Records from a data source
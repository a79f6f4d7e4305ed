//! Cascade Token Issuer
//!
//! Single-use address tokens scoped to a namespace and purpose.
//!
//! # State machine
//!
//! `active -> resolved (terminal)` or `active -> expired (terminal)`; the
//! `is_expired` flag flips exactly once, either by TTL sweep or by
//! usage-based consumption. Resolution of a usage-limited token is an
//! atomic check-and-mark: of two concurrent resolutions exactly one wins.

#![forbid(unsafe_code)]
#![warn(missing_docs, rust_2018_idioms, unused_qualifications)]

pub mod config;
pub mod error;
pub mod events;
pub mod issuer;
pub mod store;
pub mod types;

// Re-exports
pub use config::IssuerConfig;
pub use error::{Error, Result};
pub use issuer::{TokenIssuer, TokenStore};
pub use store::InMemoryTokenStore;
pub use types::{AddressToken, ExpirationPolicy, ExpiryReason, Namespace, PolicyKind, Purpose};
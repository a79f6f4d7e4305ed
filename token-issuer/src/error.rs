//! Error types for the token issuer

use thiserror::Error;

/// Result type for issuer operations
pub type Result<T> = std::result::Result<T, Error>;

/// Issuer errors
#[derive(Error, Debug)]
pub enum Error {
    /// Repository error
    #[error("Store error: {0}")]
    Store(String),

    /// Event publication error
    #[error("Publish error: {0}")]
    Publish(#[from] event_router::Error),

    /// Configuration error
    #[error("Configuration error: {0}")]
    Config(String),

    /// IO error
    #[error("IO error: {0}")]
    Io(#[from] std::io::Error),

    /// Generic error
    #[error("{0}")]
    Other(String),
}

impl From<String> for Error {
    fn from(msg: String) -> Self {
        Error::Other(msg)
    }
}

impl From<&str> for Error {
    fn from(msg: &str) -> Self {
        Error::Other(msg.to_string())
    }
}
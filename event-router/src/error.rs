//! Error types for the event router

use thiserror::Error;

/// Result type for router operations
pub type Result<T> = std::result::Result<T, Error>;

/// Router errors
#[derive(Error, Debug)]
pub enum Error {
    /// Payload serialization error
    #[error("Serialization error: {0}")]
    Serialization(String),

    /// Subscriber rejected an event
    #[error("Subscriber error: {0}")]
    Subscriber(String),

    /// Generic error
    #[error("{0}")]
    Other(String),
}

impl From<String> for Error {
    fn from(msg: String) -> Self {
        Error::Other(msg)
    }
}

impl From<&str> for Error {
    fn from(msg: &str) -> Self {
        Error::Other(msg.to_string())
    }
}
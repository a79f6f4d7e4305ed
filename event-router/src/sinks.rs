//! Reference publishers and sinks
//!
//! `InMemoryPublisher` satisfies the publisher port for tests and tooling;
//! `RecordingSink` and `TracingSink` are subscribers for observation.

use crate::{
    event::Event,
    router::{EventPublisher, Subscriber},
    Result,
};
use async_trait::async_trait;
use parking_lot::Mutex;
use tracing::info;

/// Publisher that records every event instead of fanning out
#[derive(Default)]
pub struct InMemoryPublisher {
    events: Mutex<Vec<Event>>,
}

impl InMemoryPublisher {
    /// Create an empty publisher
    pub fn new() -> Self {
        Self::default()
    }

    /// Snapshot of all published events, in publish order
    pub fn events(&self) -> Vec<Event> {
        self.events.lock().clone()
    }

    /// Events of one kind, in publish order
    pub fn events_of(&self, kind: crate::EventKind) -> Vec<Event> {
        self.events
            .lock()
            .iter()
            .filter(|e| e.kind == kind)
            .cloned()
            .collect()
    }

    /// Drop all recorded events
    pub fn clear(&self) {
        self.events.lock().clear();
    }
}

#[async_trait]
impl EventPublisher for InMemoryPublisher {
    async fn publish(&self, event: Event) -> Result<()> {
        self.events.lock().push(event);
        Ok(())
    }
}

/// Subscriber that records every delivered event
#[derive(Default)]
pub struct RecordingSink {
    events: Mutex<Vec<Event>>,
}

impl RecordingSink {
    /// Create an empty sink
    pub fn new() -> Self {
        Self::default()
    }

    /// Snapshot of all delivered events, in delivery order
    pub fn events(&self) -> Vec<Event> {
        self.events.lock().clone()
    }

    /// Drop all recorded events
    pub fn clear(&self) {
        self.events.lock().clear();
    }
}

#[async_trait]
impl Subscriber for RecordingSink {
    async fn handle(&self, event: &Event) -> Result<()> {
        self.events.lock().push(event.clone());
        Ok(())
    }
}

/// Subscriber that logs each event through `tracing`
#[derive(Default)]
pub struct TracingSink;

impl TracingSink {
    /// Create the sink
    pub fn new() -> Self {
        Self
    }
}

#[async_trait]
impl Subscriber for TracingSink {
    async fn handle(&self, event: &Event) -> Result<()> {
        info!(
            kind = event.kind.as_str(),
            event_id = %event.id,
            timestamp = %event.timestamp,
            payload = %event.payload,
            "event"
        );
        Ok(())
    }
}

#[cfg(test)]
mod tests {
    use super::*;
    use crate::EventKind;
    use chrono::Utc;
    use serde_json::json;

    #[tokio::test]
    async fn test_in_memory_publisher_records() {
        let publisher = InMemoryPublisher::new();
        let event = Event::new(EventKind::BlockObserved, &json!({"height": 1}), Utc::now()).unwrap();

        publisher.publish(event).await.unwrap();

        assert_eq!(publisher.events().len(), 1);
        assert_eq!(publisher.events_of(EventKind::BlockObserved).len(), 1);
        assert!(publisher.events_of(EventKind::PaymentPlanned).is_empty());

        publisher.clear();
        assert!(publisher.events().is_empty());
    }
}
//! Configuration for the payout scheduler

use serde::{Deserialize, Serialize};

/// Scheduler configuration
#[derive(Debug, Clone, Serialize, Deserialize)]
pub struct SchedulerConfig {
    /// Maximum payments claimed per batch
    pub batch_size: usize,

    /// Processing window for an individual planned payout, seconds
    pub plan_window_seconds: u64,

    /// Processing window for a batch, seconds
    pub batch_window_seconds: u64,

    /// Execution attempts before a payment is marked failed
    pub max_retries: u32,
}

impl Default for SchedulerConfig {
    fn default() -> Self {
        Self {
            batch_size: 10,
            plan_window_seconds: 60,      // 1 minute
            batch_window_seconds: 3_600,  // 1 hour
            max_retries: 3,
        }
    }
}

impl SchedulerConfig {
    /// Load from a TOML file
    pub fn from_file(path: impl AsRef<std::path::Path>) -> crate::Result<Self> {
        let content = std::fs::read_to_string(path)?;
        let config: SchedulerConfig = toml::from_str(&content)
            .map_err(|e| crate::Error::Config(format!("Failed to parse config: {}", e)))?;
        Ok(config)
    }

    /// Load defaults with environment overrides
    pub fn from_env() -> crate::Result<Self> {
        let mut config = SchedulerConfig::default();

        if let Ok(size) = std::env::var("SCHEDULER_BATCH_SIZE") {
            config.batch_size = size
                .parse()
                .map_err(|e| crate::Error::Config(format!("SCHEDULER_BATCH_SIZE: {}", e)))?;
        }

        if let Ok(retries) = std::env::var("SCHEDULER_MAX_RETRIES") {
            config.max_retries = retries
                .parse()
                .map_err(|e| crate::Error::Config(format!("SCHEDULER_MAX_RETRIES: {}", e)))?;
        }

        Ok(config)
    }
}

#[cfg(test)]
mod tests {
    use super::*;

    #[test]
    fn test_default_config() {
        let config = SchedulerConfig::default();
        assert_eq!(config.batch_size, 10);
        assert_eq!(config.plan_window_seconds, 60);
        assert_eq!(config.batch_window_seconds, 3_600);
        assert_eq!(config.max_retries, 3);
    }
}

▶ **DESCRIPTION OF THE TASK**: Extract all of the data shown above without alteration.

▶ **RESPONSE**:
repository a79f6f4d7e4305ed
//! Cascade Token Issuer
//!
//! Single-use address tokens scoped to a namespace and purpose.
//!
//! # State machine
//!
//! `active -> resolved (terminal)` or `active -> expired (terminal)`; the
//! `is_expired` flag flips exactly once, either by TTL sweep or by
//! usage-based consumption. Resolution of a usage-limited token is an
//! atomic check-and-mark: of two concurrent resolutions exactly one wins.

#![forbid(unsafe_code)]
#![warn(missing_docs, rust_2018_idioms, unused_qualifications)]

pub mod config;
pub mod error;
pub mod events;
pub mod issuer;
pub mod store;
pub mod types;

// Re-exports
pub use config::IssuerConfig;
pub use error::{Error, Result};
pub use issuer::{TokenIssuer, TokenStore};
pub use store::InMemoryTokenStore;
pub use types::{AddressToken, ExpirationPolicy, ExpiryReason, Namespace, PolicyKind, Purpose};
repository a79f6f4d7e4305ed
filename token-issuer/src/error.rs
//! Error types for the token issuer

use thiserror::Error;

/// Result type for issuer operations
pub type Result<T> = std::result::Result<T, Error>;

/// Issuer errors
#[derive(Error, Debug)]
pub enum Error {
    /// Repository error
    #[error("Store error: {0}")]
    Store(String),

    /// Event publication error
    #[error("Publish error: {0}")]
    Publish(#[from] event_router::Error),

    /// Configuration error
    #[error("Configuration error: {0}")]
    Config(String),

    /// IO error
    #[error("IO error: {0}")]
    Io(#[from] std::io::Error),

    /// Generic error
    #[error("{0}")]
    Other(String),
}

impl From<String> for Error {
    fn from(msg: String) -> Self {
        Error::Other(msg)
    }
}

impl From<&str> for Error {
    fn from(msg: &str) -> Self {
        Error::Other(msg.to_string())
    }
}
filename event-router/src/error.rs
//! Error types for the event router

use thiserror::Error;

/// Result type for router operations
pub type Result<T> = std::result::Result<T, Error>;

/// Router errors
#[derive(Error, Debug)]
pub enum Error {
    /// Payload serialization error
    #[error("Serialization error: {0}")]
    Serialization(String),

    /// Subscriber rejected an event
    #[error("Subscriber error: {0}")]
    Subscriber(String),

    /// Generic error
    #[error("{0}")]
    Other(String),
}

impl From<String> for Error {
    fn from(msg: String) -> Self {
        Error::Other(msg)
    }
}

impl From<&str> for Error {
    fn from(msg: &str) -> Self {
        Error::Other(msg.to_string())
    }
}
repository a79f6f4d7e4305ed
filename event-router/src/sinks.rs
//! Reference publishers and sinks
//!
//! `InMemoryPublisher` satisfies the publisher port for tests and tooling;
//! `RecordingSink` and `TracingSink` are subscribers for observation.

use crate::{
    event::Event,
    router::{EventPublisher, Subscriber},
    Result,
};
use async_trait::async_trait;
use parking_lot::Mutex;
use tracing::info;

/// Publisher that records every event instead of fanning out
#[derive(Default)]
pub struct InMemoryPublisher {
    events: Mutex<Vec<Event>>,
}

impl InMemoryPublisher {
    /// Create an empty publisher
    pub fn new() -> Self {
        Self::default()
    }

    /// Snapshot of all published events, in publish order
    pub fn events(&self) -> Vec<Event> {
        self.events.lock().clone()
    }

    /// Events of one kind, in publish order
    pub fn events_of(&self, kind: crate::EventKind) -> Vec<Event> {
        self.events
            .lock()
            .iter()
            .filter(|e| e.kind == kind)
            .cloned()
            .collect()
    }

    /// Drop all recorded events
    pub fn clear(&self) {
        self.events.lock().clear();
    }
}

#[async_trait]
impl EventPublisher for InMemoryPublisher {
    async fn publish(&self, event: Event) -> Result<()> {
        self.events.lock().push(event);
        Ok(())
    }
}

/// Subscriber that records every delivered event
#[derive(Default)]
pub struct RecordingSink {
    events: Mutex<Vec<Event>>,
}

impl RecordingSink {
    /// Create an empty sink
    pub fn new() -> Self {
        Self::default()
    }

    /// Snapshot of all delivered events, in delivery order
    pub fn events(&self) -> Vec<Event> {
        self.events.lock().clone()
    }

    /// Drop all recorded events
    pub fn clear(&self) {
        self.events.lock().clear();
    }
}

#[async_trait]
impl Subscriber for RecordingSink {
    async fn handle(&self, event: &Event) -> Result<()> {
        self.events.lock().push(event.clone());
        Ok(())
    }
}

/// Subscriber that logs each event through `tracing`
#[derive(Default)]
pub struct TracingSink;

impl TracingSink {
    /// Create the sink
    pub fn new() -> Self {
        Self
    }
}

#[async_trait]
impl Subscriber for TracingSink {
    async fn handle(&self, event: &Event) -> Result<()> {
        info!(
            kind = event.kind.as_str(),
            event_id = %event.id,
            timestamp = %event.timestamp,
            payload = %event.payload,
            "event"
        );
        Ok(())
    }
}

#[cfg(test)]
mod tests {
    use super::*;
    use crate::EventKind;
    use chrono::Utc;
    use serde_json::json;

    #[tokio::test]
    async fn test_in_memory_publisher_records() {
        let publisher = InMemoryPublisher::new();
        let event = Event::new(EventKind::BlockObserved, &json!({"height": 1}), Utc::now()).unwrap();

        publisher.publish(event).await.unwrap();

        assert_eq!(publisher.events().len(), 1);
        assert_eq!(publisher.events_of(EventKind::BlockObserved).len(), 1);
        assert!(publisher.events_of(EventKind::PaymentPlanned).is_empty());

        publisher.clear();
        assert!(publisher.events().is_empty());
    }
}
//! Configuration for the payout scheduler

use serde::{Deserialize, Serialize};

/// Scheduler configuration
#[derive(Debug, Clone, Serialize, Deserialize)]
pub struct SchedulerConfig {
    /// Maximum payments claimed per batch
    pub batch_size: usize,

    /// Processing window for an individual planned payout, seconds
    pub plan_window_seconds: u64,

    /// Processing window for a batch, seconds
    pub batch_window_seconds: u64,

    /// Execution attempts before a payment is marked failed
    pub max_retries: u32,
}

impl Default for SchedulerConfig {
    fn default() -> Self {
        Self {
            batch_size: 10,
            plan_window_seconds: 60,      // 1 minute
            batch_window_seconds: 3_600,  // 1 hour
            max_retries: 3,
        }
    }
}

impl SchedulerConfig {
    /// Load from a TOML file
    pub fn from_file(path: impl AsRef<std::path::Path>) -> crate::Result<Self> {
        let content = std::fs::read_to_string(path)?;
        let config: SchedulerConfig = toml::from_str(&content)
            .map_err(|e| crate::Error::Config(format!("Failed to parse config: {}", e)))?;
        Ok(config)
    }

    /// Load defaults with environment overrides
    pub fn from_env() -> crate::Result<Self> {
        let mut config = SchedulerConfig::default();

        if let Ok(size) = std::env::var("SCHEDULER_BATCH_SIZE") {
            config.batch_size = size
                .parse()
                .map_err(|e| crate::Error::Config(format!("SCHEDULER_BATCH_SIZE: {}", e)))?;
        }

        if let Ok(retries) = std::env::var("SCHEDULER_MAX_RETRIES") {
            config.max_retries = retries
                .parse()
                .map_err(|e| crate::Error::Config(format!("SCHEDULER_MAX_RETRIES: {}", e)))?;
        }

        Ok(config)
    }
}

#[cfg(test)]
mod tests {
    use super::*;

    #[test]
    fn test_default_config() {
        let config = SchedulerConfig::default();
        assert_eq!(config.batch_size, 10);
        assert_eq!(config.plan_window_seconds, 60);
        assert_eq!(config.batch_window_seconds, 3_600);
        assert_eq!(config.max_retries, 3);
    }
}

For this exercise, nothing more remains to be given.